The Story of the Cap and its Exceptions Process

Introduced as part of the Balanced Budget Act (BBA) of 1997, the therapy cap places a yearly limit on Medicare’s coverage of outpatient therapy services. In 2014, that amount is $1,920 for occupational therapy and an additional $1,920 for physical therapy and speech therapy, combined. The cap applies to all Part B outpatient therapy settings and providers, including private practices, skilled nursing facilities, home health agencies, outpatient rehabilitation facilities, comprehensive outpatient rehabilitation facilities, and hospital outpatient departments.

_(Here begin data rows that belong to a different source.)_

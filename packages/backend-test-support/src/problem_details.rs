//! Assertions for the problem+json error contract.

use actix_web::http::header::HeaderMap;
use actix_web::http::StatusCode;
use serde::Deserialize;

/// Mirror of the backend's error body.
#[derive(Debug, Deserialize)]
pub struct ProblemDetailsLike {
    #[serde(rename = "type")]
    pub type_: String,
    pub title: String,
    pub status: u16,
    pub detail: String,
    pub code: String,
    pub trace_id: String,
}

/// Assert that response parts follow the error contract and return the
/// parsed body for further checks.
///
/// Checks the status, the `application/problem+json` content type, the
/// `code`, the body/header trace id parity, and optionally a substring of
/// `detail`.
pub fn assert_problem_details_from_parts(
    status: StatusCode,
    headers: &HeaderMap,
    body_bytes: &[u8],
    expected_code: &str,
    expected_status: StatusCode,
    expected_detail_contains: Option<&str>,
) -> ProblemDetailsLike {
    assert_eq!(status, expected_status);

    let content_type = headers
        .get("content-type")
        .and_then(|v| v.to_str().ok())
        .unwrap_or_default();
    assert_eq!(content_type, "application/problem+json");

    let problem: ProblemDetailsLike = serde_json::from_slice(body_bytes)
        .expect("response body should be problem details JSON");

    let trace_id_header = headers
        .get("x-trace-id")
        .expect("x-trace-id header should be present")
        .to_str()
        .expect("x-trace-id header should be valid UTF-8");
    assert_eq!(
        problem.trace_id, trace_id_header,
        "trace_id in body should match x-trace-id header"
    );

    assert_eq!(problem.code, expected_code);
    assert_eq!(problem.status, expected_status.as_u16());

    if let Some(expected_detail) = expected_detail_contains {
        assert!(
            problem.detail.contains(expected_detail),
            "Expected detail to contain '{}', but got '{}'",
            expected_detail,
            problem.detail
        );
    }

    problem
}

/// [`assert_problem_details_from_parts`] for a test `ServiceResponse`.
pub async fn assert_problem_details_from_service_response<B>(
    resp: actix_web::dev::ServiceResponse<B>,
    expected_code: &str,
    expected_status: StatusCode,
    expected_detail_contains: Option<&str>,
) -> ProblemDetailsLike
where
    B: actix_web::body::MessageBody,
{
    let status = resp.status();
    let headers = resp.headers().clone();
    let body = actix_web::test::read_body(resp).await;

    assert_problem_details_from_parts(
        status,
        &headers,
        &body,
        expected_code,
        expected_status,
        expected_detail_contains,
    )
}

This limit was always meant to be a “hard cap.” But in 1999—the first year an absolute cap was set to go into effect—and every year since, Congress has acted to prevent the enforcement of a true cap. And that’s how the exceptions process came to be: since 2005, therapists have been allowed to continue treatment above the therapy cap as long as their services qualify as “medically necessary” according to Medicare.

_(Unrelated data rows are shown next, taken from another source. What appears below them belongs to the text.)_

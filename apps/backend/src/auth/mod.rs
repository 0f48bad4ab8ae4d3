//! Stateless session tokens: identity assertions in, signed claims out.

pub mod claims;
pub mod error;
pub mod identity;
pub mod jwt;

pub use claims::TokenClaims;
pub use error::{TokenError, VerificationFailure};
pub use identity::IdentityAssertion;
pub use jwt::{issue, verify, SignedClaims, SignedToken, TOKEN_TTL};
use std::time::SystemTime;

use actix_web::dev::Payload;
use actix_web::{web, FromRequest, HttpRequest};
use futures_util::future::{ready, Ready};

use super::auth_token::AuthToken;
use crate::auth::jwt::{verify, SignedClaims};
use crate::state::app_state::AppState;
use crate::AppError;

/// Verified session token payload from the `Authorization` header.
///
/// Expired tokens map to `UNAUTHORIZED_EXPIRED_JWT`; bad signatures and
/// garbage map to `UNAUTHORIZED_INVALID_JWT`.
#[derive(Debug, Clone)]
pub struct SessionClaims(pub SignedClaims);

impl SessionClaims {
    fn extract(req: &HttpRequest) -> Result<Self, AppError> {
        let bearer = AuthToken::from_headers(req)?;

        let app_state = req
            .app_data::<web::Data<AppState>>()
            .ok_or_else(|| AppError::internal("AppState not found"))?;

        let payload = verify(&bearer.token, &app_state.security, SystemTime::now())?;
        Ok(SessionClaims(payload))
    }
}

impl FromRequest for SessionClaims {
    type Error = AppError;
    type Future = Ready<Result<Self, Self::Error>>;

    fn from_request(req: &HttpRequest, _: &mut Payload) -> Self::Future {
        ready(Self::extract(req))
    }
}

Eventually, the exceptions process evolved into a two-tiered system in which therapists can continue treating past the cap up to a second cap threshold—$3,700 in 2014—as long as they attest that ongoing therapy is medically necessary as justified by supporting documentation in the patient’s medical record. (They do this by attaching the KX modifier to any post-cap claims they submit to Medicare.) However, providing services beyond this secondary threshold involves a tedious manual medical review process that, according to this report from the Center for Medicare Advocacy, “deters many providers from processing Exceptions, thus limiting beneficiary access to needed therapy services.” Essentially, the $3,700 threshold “serves as a de facto absolute cap for many beneficiaries,” meaning “many beneficiaries who need ongoing therapy go without therapy services altogether.”

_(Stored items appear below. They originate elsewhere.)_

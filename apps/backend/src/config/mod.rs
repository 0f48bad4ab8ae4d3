//! Application configuration loaded once from environment variables.
//!
//! Required:
//! - `GOOGLE_CLIENT_ID`, `GOOGLE_CLIENT_SECRET`: OAuth client registration
//! - `BACKEND_JWT_SECRET`: session token signing key (at least 32 bytes)
//!
//! Optional:
//! - `GOOGLE_CALLBACK_PATH` (default `/auth/google/callback`)
//! - `BACKEND_HOST` (default `0.0.0.0`), `BACKEND_PORT` (default `3001`)
//! - `BACKEND_PUBLIC_URL` (default `http://localhost:{port}`), the externally
//!   visible origin used to build the OAuth redirect URI

use std::env;
use std::fmt;

use thiserror::Error;

use crate::oauth::google::GoogleOAuthConfig;
use crate::state::security_config::SecurityConfig;

pub const DEFAULT_CALLBACK_PATH: &str = "/auth/google/callback";
pub const DEFAULT_HOST: &str = "0.0.0.0";
pub const DEFAULT_PORT: u16 = 3001;
pub const MIN_JWT_SECRET_LEN: usize = 32;

#[derive(Debug, Error, PartialEq, Eq)]
pub enum ConfigError {
    #[error("{0} must be set")]
    MissingEnvVar(&'static str),
    #[error("{var} is invalid: {detail}")]
    InvalidValue { var: &'static str, detail: String },
}

/// Process-wide configuration.
#[derive(Clone)]
pub struct AppConfig {
    pub host: String,
    pub port: u16,
    pub public_url: String,
    pub callback_path: String,
    pub client_id: String,
    client_secret: String,
    jwt_secret: String,
}

impl AppConfig {
    /// Load configuration from the process environment.
    pub fn from_env() -> Result<Self, ConfigError> {
        Self::from_lookup(|name| env::var(name).ok())
    }

    /// Load configuration through `lookup`, treating blank values as unset.
    pub fn from_lookup<F>(lookup: F) -> Result<Self, ConfigError>
    where
        F: Fn(&str) -> Option<String>,
    {
        let get = |name: &str| {
            lookup(name)
                .map(|v| v.trim().to_string())
                .filter(|v| !v.is_empty())
        };
        let require = |name: &'static str| get(name).ok_or(ConfigError::MissingEnvVar(name));

        // Client id and signing secret gate startup before anything else.
        let client_id = require("GOOGLE_CLIENT_ID")?;
        let jwt_secret = require("BACKEND_JWT_SECRET")?;
        if jwt_secret.len() < MIN_JWT_SECRET_LEN {
            return Err(ConfigError::InvalidValue {
                var: "BACKEND_JWT_SECRET",
                detail: format!("must be at least {MIN_JWT_SECRET_LEN} characters"),
            });
        }
        let client_secret = require("GOOGLE_CLIENT_SECRET")?;

        let host = get("BACKEND_HOST").unwrap_or_else(|| DEFAULT_HOST.to_string());
        let port = match get("BACKEND_PORT") {
            Some(raw) => raw.parse::<u16>().map_err(|_| ConfigError::InvalidValue {
                var: "BACKEND_PORT",
                detail: format!("expected a port number, got '{raw}'"),
            })?,
            None => DEFAULT_PORT,
        };

        let callback_path =
            get("GOOGLE_CALLBACK_PATH").unwrap_or_else(|| DEFAULT_CALLBACK_PATH.to_string());
        if !callback_path.starts_with('/') {
            return Err(ConfigError::InvalidValue {
                var: "GOOGLE_CALLBACK_PATH",
                detail: "must start with '/'".to_string(),
            });
        }

        let public_url = get("BACKEND_PUBLIC_URL")
            .unwrap_or_else(|| format!("http://localhost:{port}"))
            .trim_end_matches('/')
            .to_string();
        url::Url::parse(&public_url).map_err(|e| ConfigError::InvalidValue {
            var: "BACKEND_PUBLIC_URL",
            detail: e.to_string(),
        })?;

        Ok(Self {
            host,
            port,
            public_url,
            callback_path,
            client_id,
            client_secret,
            jwt_secret,
        })
    }

    /// Absolute URL the provider redirects back to.
    pub fn redirect_uri(&self) -> String {
        format!("{}{}", self.public_url, self.callback_path)
    }

    pub fn security(&self) -> SecurityConfig {
        SecurityConfig::new(self.jwt_secret.as_bytes())
    }

    pub fn google_oauth(&self) -> GoogleOAuthConfig {
        GoogleOAuthConfig::new(
            self.client_id.clone(),
            self.client_secret.clone(),
            self.redirect_uri(),
        )
    }
}

impl fmt::Debug for AppConfig {
    fn fmt(&self, f: &mut fmt::Formatter<'_>) -> fmt::Result {
        f.debug_struct("AppConfig")
            .field("host", &self.host)
            .field("port", &self.port)
            .field("public_url", &self.public_url)
            .field("callback_path", &self.callback_path)
            .field("client_id", &self.client_id)
            .field("client_secret", &"[REDACTED]")
            .field("jwt_secret", &"[REDACTED]")
            .finish()
    }
}
// Proptest prelude shared by the property suites.
//
// Env knobs:
// - PROPTEST_CASES: number of cases per property (default 64).
// - PROPTEST_MAX_SHRINK_MS: optional cap for shrinking time in milliseconds.

pub fn proptest_prelude_config() -> proptest::prelude::ProptestConfig {
    let base = proptest::prelude::ProptestConfig::default();

    let cases: u32 = std::env::var("PROPTEST_CASES")
        .ok()
        .and_then(|s| s.parse::<u32>().ok())
        .unwrap_or(64)
        .max(1);

    let max_shrink_time: u32 = std::env::var("PROPTEST_MAX_SHRINK_MS")
        .ok()
        .and_then(|s| s.parse::<u32>().ok())
        .unwrap_or(base.max_shrink_time);

    proptest::prelude::ProptestConfig {
        // No regression files for integration binaries
        failure_persistence: None,
        cases,
        max_shrink_time,
        ..base
    }
}
use tracing::{info, warn};

use crate::logging::pii::Redacted;
use crate::trace_ctx;

/// Log a login attempt that ended without a session token.
pub fn login_failed(reason: &str, email: Option<&str>) {
    let trace_id = trace_ctx::trace_id();

    warn!(
        event = "SECURITY_LOGIN_FAILED",
        %trace_id,
        email = %Redacted(email.unwrap_or("")),
        reason,
        "Login failed"
    );
}

/// Log a session token being handed out.
pub fn session_issued(subject_id: &str, email: &str, expires_at: i64) {
    let trace_id = trace_ctx::trace_id();

    info!(
        event = "SECURITY_SESSION_ISSUED",
        %trace_id,
        subject_id,
        email = %Redacted(email),
        expires_at,
        "Session token issued"
    );
}
pub mod pii;
pub mod security;

pub use pii::{redact, Redacted};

This is especially true for individuals with chronic conditions who require care on an ongoing, long-term basis. While Medicare has made strides to ensure coverage for these individuals—most recently as part of a court-ordered effort to dispel the myth of patient improvement as a condition of reimbursement—conflicting Medicare policy verbiage makes it unclear as to whether Medicare will apply this rule above the cap. Specifically, Subsection A of the Medicare Claims Processing Manual reads: “...atypical use of the automatic exception process may invite contractor scrutiny. Particular care should be taken to document improvement and avoid billing for services that do not meet the requirements for skilled services, or for services which are maintenance rather than rehabilitative treatment.”

If there’s one thing that lawmakers and therapy providers can agree on, it’s that there has to be a better—and less confusing—alternative to the therapy cap exceptions process. But while government leaders tend to err on the side of cost savings (i.e., putting a total kibosh on treatment above the cap), providers are calling for a system that will ensure patients always have access to the therapy services they need. Of course, the definition of “need” is an endlessly debatable topic, as discussed in this blog poston medical necessity. With so many different points of view, it’s no wonder the proposals on the table vary so widely, with possibilities ranging from doing away with the cap entirely to making it even more restrictive.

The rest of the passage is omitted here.